A drought relief deal had eluded lawmakers since at least fall 2021. After a year that left much of the state in severe or extreme drought, there was consensus among lawmakers and Walz that Minnesota should step in to help those most affected.

This included ranchers who were having trouble growing food or higher prices to buy it. The drought has also hit specialty crop farmers who grow produce like produce for farmers’ markets. Neither can rely on traditional crop insurance in the same way as farmers who grow crops like corn and soybeans.

Lawmakers at the time had a broad agreement to spend about $10 million, and many hoped it would pass in a special legislative session before they meet in late January. But after Senate Republicans have threatened to oust Health Commissioner Jan MalcolmWalz decided not to convene this extraordinary session.

When the Legislative Assembly convened, key lawmakers said they were optimistic drought relief could pass quickly.
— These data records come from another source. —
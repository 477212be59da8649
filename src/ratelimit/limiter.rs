//! Core rate limiter: applies the resolved rule list to a request.
//!
//! Rules are evaluated in resolver order; the first denial short-circuits,
//! so a request is never charged against rules after the one that denied it.
//! If the evaluation itself fails (rule store or state store unreachable),
//! the limiter fails open: availability wins over strict quota enforcement.

use std::sync::Arc;

use tracing::{debug, trace, warn};

use super::resolver::RuleResolver;
use super::rules::RateLimitRule;
use super::state::{RateLimitState, StateCache};
use crate::clock::Clock;
use crate::error::Result;

/// Outcome of a rate-limit check across all applicable rules.
#[derive(Debug, Clone)]
pub struct RateLimitDecision {
    pub allowed: bool,
    /// Remaining quota under the most restrictive rule. `None` when no
    /// finite quota applies (no rules matched, or the check failed open).
    pub remaining: Option<u64>,
    pub reset_at_ms: Option<i64>,
    /// Set only on denial.
    pub retry_after_secs: Option<u64>,
    /// The denying rule, or the most restrictive allowing rule.
    pub rule_id: Option<String>,
    /// True when the evaluation errored and the request was allowed through.
    pub failed_open: bool,
}

impl RateLimitDecision {
    fn unlimited() -> Self {
        Self {
            allowed: true,
            remaining: None,
            reset_at_ms: None,
            retry_after_secs: None,
            rule_id: None,
            failed_open: false,
        }
    }

    fn fail_open() -> Self {
        Self {
            failed_open: true,
            ..Self::unlimited()
        }
    }
}

/// Applies the resolver's ordered rule list against the state cache.
pub struct RateLimiter {
    resolver: Arc<RuleResolver>,
    state: Arc<StateCache>,
    clock: Arc<dyn Clock>,
}

impl RateLimiter {
    pub fn new(resolver: Arc<RuleResolver>, state: Arc<StateCache>, clock: Arc<dyn Clock>) -> Self {
        Self {
            resolver,
            state,
            clock,
        }
    }

    /// Check every applicable rule for the request, charging `cost` against
    /// each until one denies. Never returns an error: evaluation failures
    /// fail open.
    pub async fn check(
        &self,
        endpoint: &str,
        method: &str,
        identifier: &str,
        api_key_id: Option<&str>,
        cost: u64,
    ) -> RateLimitDecision {
        match self
            .check_inner(endpoint, method, identifier, api_key_id, cost)
            .await
        {
            Ok(decision) => decision,
            Err(e) => {
                warn!(
                    identifier,
                    endpoint,
                    error = %e,
                    "Rate limit evaluation failed, allowing request"
                );
                RateLimitDecision::fail_open()
            }
        }
    }

    async fn check_inner(
        &self,
        endpoint: &str,
        method: &str,
        identifier: &str,
        api_key_id: Option<&str>,
        cost: u64,
    ) -> Result<RateLimitDecision> {
        let rules = self.resolver.resolve(endpoint, method, api_key_id).await?;
        if rules.is_empty() {
            trace!(identifier, endpoint, "No rate limit rules apply");
            return Ok(RateLimitDecision::unlimited());
        }

        let mut decision = RateLimitDecision::unlimited();
        for rule in &rules {
            let verdict = self.apply_rule(rule, identifier, cost).await?;
            if !verdict.allowed {
                debug!(
                    identifier,
                    rule_id = %rule.id,
                    algorithm = %rule.algorithm,
                    "Rate limit exceeded"
                );
                // Short-circuit: later rules are never charged.
                return Ok(RateLimitDecision {
                    allowed: false,
                    remaining: Some(0),
                    reset_at_ms: Some(verdict.reset_at_ms),
                    retry_after_secs: Some(verdict.retry_after_secs),
                    rule_id: Some(rule.id.clone()),
                    failed_open: false,
                });
            }

            if decision.remaining.map_or(true, |r| verdict.remaining < r) {
                decision.remaining = Some(verdict.remaining);
                decision.reset_at_ms = Some(verdict.reset_at_ms);
                decision.rule_id = Some(rule.id.clone());
            }
        }

        Ok(decision)
    }

    /// Evaluate a single rule against the caller's state, persisting the
    /// updated snapshot through both cache tiers before returning.
    pub async fn apply_rule(
        &self,
        rule: &RateLimitRule,
        identifier: &str,
        cost: u64,
    ) -> Result<super::algorithms::AlgorithmVerdict> {
        let now = self.clock.now_ms();
        let state = match self.state.get(identifier, rule.algorithm).await? {
            Some(state) => state,
            None => RateLimitState::new(identifier, rule.algorithm, rule.quota, now),
        };

        let (next, verdict) = rule
            .algorithm
            .evaluate(&state, rule.quota, rule.window_ms, cost, now);
        self.state.put(next).await?;

        Ok(verdict)
    }

    /// Evaluate a standalone rule with fail-open semantics. Used by the
    /// pipeline's DDoS heuristic, which runs outside the resolver.
    pub async fn check_rule(
        &self,
        rule: &RateLimitRule,
        identifier: &str,
        cost: u64,
    ) -> RateLimitDecision {
        match self.apply_rule(rule, identifier, cost).await {
            Ok(verdict) => RateLimitDecision {
                allowed: verdict.allowed,
                remaining: Some(verdict.remaining),
                reset_at_ms: Some(verdict.reset_at_ms),
                retry_after_secs: if verdict.allowed {
                    None
                } else {
                    Some(verdict.retry_after_secs)
                },
                rule_id: Some(rule.id.clone()),
                failed_open: false,
            },
            Err(e) => {
                warn!(
                    identifier,
                    rule_id = %rule.id,
                    error = %e,
                    "Standalone rule evaluation failed, allowing request"
                );
                RateLimitDecision::fail_open()
            }
        }
    }
}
And they said quick action was urgently needed to help desperate farmers.

But the invoice is blocked. House Democrats tied the $10 million in drought relief to farmers to a $13 million plan to replant drought-affected forests, plant shade trees and fund water conservation projects.

Senate Republicans were skeptical of the new provisions, and they in turn added separate funding — unpopular with Democrats — to help deer ranchers affected by regulations aimed at limiting the spread of chronic wasting disease. The Senate GOP withdrew the money for the deer farms, but the DFL insisted on their money for other drought provisions requested by the Department of Natural Resources.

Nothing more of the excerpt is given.